Clinton expected to take questions on emails
NEW YORK >> Hillary Rodham Clinton is opening up about her email practices as secretary of state, after days of silence and intensifying calls from Democrats as well as Republicans to address the matter.
The potential 2016 Democratic presidential candidate planned to discuss her use of a private email account following a speech at the United Nations, and was expected to take questions, according to a person familiar with Clinton’s thinking. The person spoke on condition of anonymity and was not authorized to speak on the record.

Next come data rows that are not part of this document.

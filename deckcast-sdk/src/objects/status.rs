//! Mastodon accounts and statuses.

use compact_str::CompactString;
use serde::{Deserialize, Serialize};

/// The subset of a Mastodon account needed to credit a requester.
#[derive(Debug, Clone, PartialEq, Eq, Serialize, Deserialize)]
pub struct Account {
    #[serde(default)]
    pub display_name: Option<String>,
    pub username: String,
}

/// Who can see a posted status.
#[derive(Debug, Clone, Copy, Default, PartialEq, Eq, Hash, Serialize, Deserialize)]
#[serde(rename_all = "lowercase")]
pub enum StatusVisibility {
    Public,
    #[default]
    Unlisted,
    Private,
    Direct,
}

impl std::fmt::Display for StatusVisibility {
    fn fmt(&self, f: &mut std::fmt::Formatter<'_>) -> std::fmt::Result {
        let name = match self {
            StatusVisibility::Public => "public",
            StatusVisibility::Unlisted => "unlisted",
            StatusVisibility::Private => "private",
            StatusVisibility::Direct => "direct",
        };
        f.write_str(name)
    }
}

/// Body of `POST /api/v1/statuses`.
#[derive(Debug, Clone, PartialEq, Eq, Serialize, Deserialize)]
pub struct NewStatus {
    pub status: String,
    pub visibility: StatusVisibility,
}

/// The part of the created status we care about.
#[derive(Debug, Clone, PartialEq, Eq, Serialize, Deserialize)]
pub struct PostedStatus {
    pub id: CompactString,
    #[serde(default)]
    pub url: Option<String>,
}

#[cfg(test)]
mod tests {
    use super::*;

    #[test]
    fn test_new_status_serialization() {
        let status = NewStatus {
            status: "hello".to_string(),
            visibility: StatusVisibility::Unlisted,
        };
        let json = serde_json::to_value(&status).unwrap();
        assert_eq!(json["visibility"], "unlisted");
        assert_eq!(json["status"], "hello");
    }

    #[test]
    fn test_account_without_display_name() {
        let account: Account = serde_json::from_str(r#"{"username":"alice","id":"1"}"#).unwrap();
        assert_eq!(account.display_name, None);
        assert_eq!(account.username, "alice");
    }
}
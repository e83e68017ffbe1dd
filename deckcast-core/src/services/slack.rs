//! Slack-backed alert sink.

use async_trait::async_trait;
use deckcast_sdk::client::SlackWebhook;
use deckcast_sdk::objects::SlackMessage;

use super::{AlertSink, ServiceError};
use crate::events::Alert;

#[async_trait]
impl AlertSink for SlackWebhook {
    async fn notify(&self, alert: &Alert) -> Result<(), ServiceError> {
        let message = SlackMessage::new(alert.message.clone(), alert.detail.as_deref());
        self.post(&message).await?;
        Ok(())
    }
}
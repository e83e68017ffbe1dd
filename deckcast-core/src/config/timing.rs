//! Connection timing.

use std::time::Duration;

/// Timers driving a deck connection's lifecycle.
#[derive(Debug, Clone, Copy, PartialEq, Eq)]
pub struct ConnectionTiming {
    /// How often a heartbeat ping is sent.
    pub heartbeat_interval: Duration,
    /// How long a ping waits for its pong.
    pub liveness_timeout: Duration,
    /// Age at which a connection is replaced regardless of health.
    pub rotation_interval: Duration,
    /// How long a dial may take before it counts as failed.
    pub dial_timeout: Duration,
    /// First delay after a failed dial.
    pub reconnect_min_delay: Duration,
    /// Cap of the dial backoff.
    pub reconnect_max_delay: Duration,
}

impl Default for ConnectionTiming {
    fn default() -> Self {
        Self {
            heartbeat_interval: Duration::from_secs(60),
            liveness_timeout: Duration::from_secs(3),
            rotation_interval: Duration::from_secs(10 * 60),
            dial_timeout: Duration::from_secs(30),
            reconnect_min_delay: Duration::from_secs(1),
            reconnect_max_delay: Duration::from_secs(30),
        }
    }
}

impl ConnectionTiming {
    /// Backoff before dial attempt number `failures + 1`.
    ///
    /// Doubles from `reconnect_min_delay` and is capped at
    /// `reconnect_max_delay`. Jitter is added by the caller.
    pub fn reconnect_delay(&self, failures: u32) -> Duration {
        let factor = 2u32.saturating_pow(failures.saturating_sub(1).min(16));
        self.reconnect_min_delay
            .saturating_mul(factor)
            .min(self.reconnect_max_delay)
    }
}

#[cfg(test)]
mod tests {
    use super::*;

    #[test]
    fn test_reconnect_delay_calculation() {
        let timing = ConnectionTiming::default();
        assert_eq!(timing.reconnect_delay(1), Duration::from_secs(1));
        assert_eq!(timing.reconnect_delay(2), Duration::from_secs(2));
        assert_eq!(timing.reconnect_delay(3), Duration::from_secs(4));
        assert_eq!(timing.reconnect_delay(5), Duration::from_secs(16));
        // Capped at the max delay
        assert_eq!(timing.reconnect_delay(6), Duration::from_secs(30));
        assert_eq!(timing.reconnect_delay(100), Duration::from_secs(30));
    }
}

Clinton ignored the issue at a forum Monday while fellow Democrats urged her to speak out about conducting business in a private email account while secretary of state. Republicans are ramping up their attention on the issue.
Sen. Dick Durbin of Illinois — the No. 2 Senate Democrat — became the first member of his party’s leadership to call on Clinton to address the issue. “I think it’s only fair to say to Hillary Clinton: ‘Tell us your side of the story,'” Durbin said Tuesday on MSNBC. “What did you put on this personal email?”
Also on Tuesday, the five Democrats on the House panel investigating the fatal 2012 attack on the U.S. mission in Benghazi, Libya, asked the State Department to make public some of Clinton’s emails that recently were provided to the committee. They wrote to Secretary of State John Kerry and urged him to make a priority of the 850 pages of documents that the department gave to the panel.
The State Department is reviewing 55,000 pages of emails that Clinton has turned over, and Republicans in Congress have said they plan to review her email practices.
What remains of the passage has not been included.